Some reports say the passenger train was delayed at a station in the city of Larissa for some 20 minutes amid confusion among rail staff about when it should depart. The station master at Larissa is said to have instructed the passenger train to proceed along the same track as the freight train. He has since been arrested.

But Kostas Genidounias, president of the train drivers association, said the collision wouldn’t have happened if the railway had automatic signalling. He told the ERT news channel that these systems hadn’t been working for years.

“We have been complaining for the last few years that the electronic systems do not work and everything is done manually on the Athens-Thessaloniki line,” he said. “Nothing is working. Everything is done with a human factor, manually, manually.

“Not even the indicators, the traffic lights, or traffic control work. If these worked, the train drivers would see the red signal and the trains would stop within 500 metres of each other.

“We’ve said it repeatedly. This would not happen if the safety systems were working. The information is given by the stationmaster via radio.”

The crash has the potential to become a major scandal for the Tory-type New Democracy government, which faces a general election in April. In a grim coincidence, it came just hours before prime minister Kyriakos Mitsotakis was due to visit a remote control signalling centre near Thessaloniki.

Genidounias had posted in response on social media, “K. Mitsotakis will be at the remote control and signalling centre of the railway network of northern Greece tomorrow.

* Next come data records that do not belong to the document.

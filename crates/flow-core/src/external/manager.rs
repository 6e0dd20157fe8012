//! Transiciones del correlador de eventos externos.
//!
//! Todas las operaciones son puras: reciben el estado por valor y devuelven
//! el nuevo estado, de modo que un error deja intacto el checkpoint del que
//! salió el estado.
use chrono::{DateTime, Duration, Utc};
use log::debug;
use serde_json::Value;

use super::{derive_request_id, CorrelatedResponse, ExternalChannel, ExternalEventState, ExternalEventStatus,
            ReceivedResponse};
use crate::errors::{FlowEventError, FlowFatalError};
use crate::event::{ExternalEventRetry, OutputRecord, ResponsePayload};
use crate::identity::FlowId;

#[derive(Debug, Clone, Copy, Default)]
pub struct ExternalEventManager;

impl ExternalEventManager {
    pub fn new() -> Self {
        Self
    }

    /// Crea el estado de una petición nueva y el registro que la envía.
    pub fn process_event_to_send(&self,
                                 flow_id: FlowId,
                                 suspend_count: u32,
                                 channel: ExternalChannel,
                                 payload: Value,
                                 now: DateTime<Utc>)
                                 -> (ExternalEventState, OutputRecord) {
        let state = ExternalEventState { request_id: derive_request_id(flow_id, suspend_count, channel),
                                         channel,
                                         status: ExternalEventStatus::Ok,
                                         retries: 0,
                                         send_timestamp: now,
                                         request_payload: payload,
                                         response: None };
        let record = request_record(flow_id, &state);
        (state, record)
    }

    /// Camino feliz a nivel de flujo: sin estado pendiente la respuesta es
    /// obsoleta y se descarta.
    pub fn process_event_received<R: CorrelatedResponse>(&self,
                                                         flow_id: FlowId,
                                                         channel: ExternalChannel,
                                                         state: Option<ExternalEventState>,
                                                         response: &R,
                                                         now: DateTime<Utc>)
                                                         -> Result<ExternalEventState, FlowEventError> {
        match state {
            Some(state) => self.process_response(state, response, now),
            None => Err(FlowEventError::NoOutstandingRequest { flow_id,
                                                               channel: channel.to_string(),
                                                               request_id: response.request_id().to_string() }),
        }
    }

    /// Aplica una respuesta si su `request_id` coincide con la petición
    /// pendiente. Una segunda entrega de la misma respuesta es duplicada.
    pub fn process_response<R: CorrelatedResponse>(&self,
                                                   mut state: ExternalEventState,
                                                   response: &R,
                                                   now: DateTime<Utc>)
                                                   -> Result<ExternalEventState, FlowEventError> {
        if state.request_id != response.request_id() {
            return Err(FlowEventError::RequestIdMismatch { channel: state.channel.to_string(),
                                                           expected: state.request_id,
                                                           received: response.request_id().to_string() });
        }
        if state.response.is_some() {
            return Err(FlowEventError::DuplicateResponse { channel: state.channel.to_string(),
                                                           request_id: state.request_id });
        }
        debug!(target: "flow_core::external",
               "response accepted request_id={} channel={} status={}",
               state.request_id,
               state.channel,
               state.status);
        state.status = ExternalEventStatus::Ok;
        state.response = Some(ReceivedResponse { payload: response.response_payload().clone(),
                                                 received_at: now });
        Ok(state)
    }

    /// Transición `OK -> RETRY`, propia de la etapa emisora.
    pub fn mark_for_retry(&self, mut state: ExternalEventState, reason: impl Into<String>) -> ExternalEventState {
        state.status = ExternalEventStatus::Retry { reason: reason.into() };
        state
    }

    /// Acepta una señal de reintento: sólo válida sobre un estado en `RETRY`.
    /// Copia el contador, pasa a `RETRYING` y devuelve el reenvío.
    pub fn process_retry(&self,
                         flow_id: FlowId,
                         state: Option<ExternalEventState>,
                         retry: &ExternalEventRetry,
                         now: DateTime<Utc>)
                         -> Result<(ExternalEventState, OutputRecord), FlowFatalError> {
        let mut state = match state {
            Some(s) if matches!(s.status, ExternalEventStatus::Retry { .. }) => s,
            Some(s) => {
                return Err(FlowFatalError::UnexpectedRetrySignal { flow_id,
                                                                   status: s.status.to_string() })
            }
            None => {
                return Err(FlowFatalError::UnexpectedRetrySignal { flow_id,
                                                                   status: "absent".to_string() })
            }
        };
        state.retries = retry.retries;
        state.status = ExternalEventStatus::Retrying;
        state.send_timestamp = now;
        let record = request_record(flow_id, &state);
        Ok((state, record))
    }

    pub fn has_received_response(&self, state: &ExternalEventState) -> bool {
        state.response.is_some()
    }

    pub fn get_received_response<'a>(&self, state: &'a ExternalEventState) -> Option<&'a ResponsePayload> {
        state.response.as_ref().map(|r| &r.payload)
    }

    /// Reenvía una petición sin respuesta cuyo último envío supera la
    /// ventana. Un estado en `RETRY` espera la señal de reintento.
    pub fn get_event_to_send(&self,
                             flow_id: FlowId,
                             mut state: ExternalEventState,
                             now: DateTime<Utc>,
                             resend_window_ms: i64)
                             -> (ExternalEventState, Option<OutputRecord>) {
        let waiting_retry = matches!(state.status, ExternalEventStatus::Retry { .. });
        let due = state.send_timestamp + Duration::milliseconds(resend_window_ms) <= now;
        if state.response.is_some() || waiting_retry || !due {
            return (state, None);
        }
        state.send_timestamp = now;
        let record = request_record(flow_id, &state);
        (state, Some(record))
    }
}

fn request_record(flow_id: FlowId, state: &ExternalEventState) -> OutputRecord {
    OutputRecord::ExternalEventRequest { flow_id,
                                         channel: state.channel,
                                         request_id: state.request_id.clone(),
                                         payload: state.request_payload.clone(),
                                         retries: state.retries }
}

#[cfg(test)]
mod tests {
    use super::*;
    use crate::event::ExternalEventResponse;
    use serde_json::json;
    use uuid::Uuid;

    fn response(request_id: &str) -> ExternalEventResponse {
        ExternalEventResponse { request_id: request_id.to_string(),
                                payload: ResponsePayload::Success { data: json!({"ok": true}) },
                                timestamp: Utc::now() }
    }

    fn pending(now: DateTime<Utc>) -> (FlowId, ExternalEventState) {
        let flow_id = Uuid::new_v4();
        let (state, _) = ExternalEventManager.process_event_to_send(flow_id, 1, ExternalChannel::External,
                                                                    json!({"q": 1}), now);
        (flow_id, state)
    }

    #[test]
    fn matching_response_is_stored() {
        let now = Utc::now();
        let (_, state) = pending(now);
        let id = state.request_id.clone();
        let state = ExternalEventManager.process_response(state, &response(&id), now).expect("accepted");
        assert!(ExternalEventManager.has_received_response(&state));
        assert!(matches!(ExternalEventManager.get_received_response(&state),
                         Some(ResponsePayload::Success { .. })));
    }

    #[test]
    fn mismatched_or_duplicate_response_is_discarded() {
        let now = Utc::now();
        let (_, state) = pending(now);
        let err = ExternalEventManager.process_response(state.clone(), &response("other"), now).unwrap_err();
        assert!(matches!(err, FlowEventError::RequestIdMismatch { .. }));

        let id = state.request_id.clone();
        let done = ExternalEventManager.process_response(state, &response(&id), now).expect("first");
        let err = ExternalEventManager.process_response(done, &response(&id), now).unwrap_err();
        assert!(matches!(err, FlowEventError::DuplicateResponse { .. }));
    }

    #[test]
    fn retry_only_from_retry_status() {
        let now = Utc::now();
        let (flow_id, state) = pending(now);
        let signal = ExternalEventRetry { channel: ExternalChannel::External, retries: 2 };

        let err = ExternalEventManager.process_retry(flow_id, Some(state.clone()), &signal, now).unwrap_err();
        assert!(matches!(err, FlowFatalError::UnexpectedRetrySignal { ref status, .. } if status == "OK"));

        let marked = ExternalEventManager.mark_for_retry(state, "timeout");
        let (retrying, record) = ExternalEventManager.process_retry(flow_id, Some(marked), &signal, now)
                                                     .expect("accepted");
        assert_eq!(retrying.status, ExternalEventStatus::Retrying);
        assert_eq!(retrying.retries, 2);
        assert!(matches!(record, OutputRecord::ExternalEventRequest { retries: 2, .. }));

        // segunda señal sobre RETRYING: fatal
        let err = ExternalEventManager.process_retry(flow_id, Some(retrying), &signal, now).unwrap_err();
        assert!(matches!(err, FlowFatalError::UnexpectedRetrySignal { ref status, .. } if status == "RETRYING"));
    }

    #[test]
    fn resend_after_window_only() {
        let now = Utc::now();
        let (flow_id, state) = pending(now);
        let (state, none) = ExternalEventManager.get_event_to_send(flow_id, state, now + Duration::milliseconds(10), 1_000);
        assert!(none.is_none());
        let later = now + Duration::milliseconds(1_000);
        let (state, some) = ExternalEventManager.get_event_to_send(flow_id, state, later, 1_000);
        assert!(some.is_some());
        assert_eq!(state.send_timestamp, later);
    }
}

Can someone tell us where the signalling and remote control in northern Greece is and where it works?”

The government’s transport minister Kostas Karamanlis has already resigned, apologising for the state of the rail network. “It’s a fact that we inherited the Greek railway in a state that is not fitting for the 21st century,” he said.

“In those three and a half years we made every effort to improve this reality. Unfortunately, those efforts were not adequate to avert such a tragedy.”

In fact, the New Democracy government’s cuts and privatisation policies made the railways more dangerous. In a statement on Wednesday, the radical left coalition Antarsya said the government had subsidised private rail firms as they cut staff and ignored safety warnings.

And Nikos Nikos Kioutsoukis, secretary of the GSEE union, said promised GPS satellite tracking systems, had gone uninstalled for years, even decades. “Modern GPS systems have not been installed yet, they do not work,” he said. “Some have been bought long ago, since 2000.”

Greece’s previous government, led by the once-radical left Syriza, sold the network for 45 million euros in 2017. It did this at the demand of the European Union and International Monetary Fund, which insisted on swingeing austerity and privatisation measures in return for a bailout loan.

New Democracy, and the Labour-type Pasok party supported the selloff. Both of them in previous governments had also overseen cuts and reforms designed to prime the network for privatisation.

Antarsya said the crash amounted to a “premeditated crime by the wretched New Democracy government and the previous Syriza-Anel government.”

It added, “Prioritizing balance sheets over human lives, profits over safety, they placed it in the hands of capital, which exploited a public good—transport—without conditions or limits. Their responsibility is self-evident.”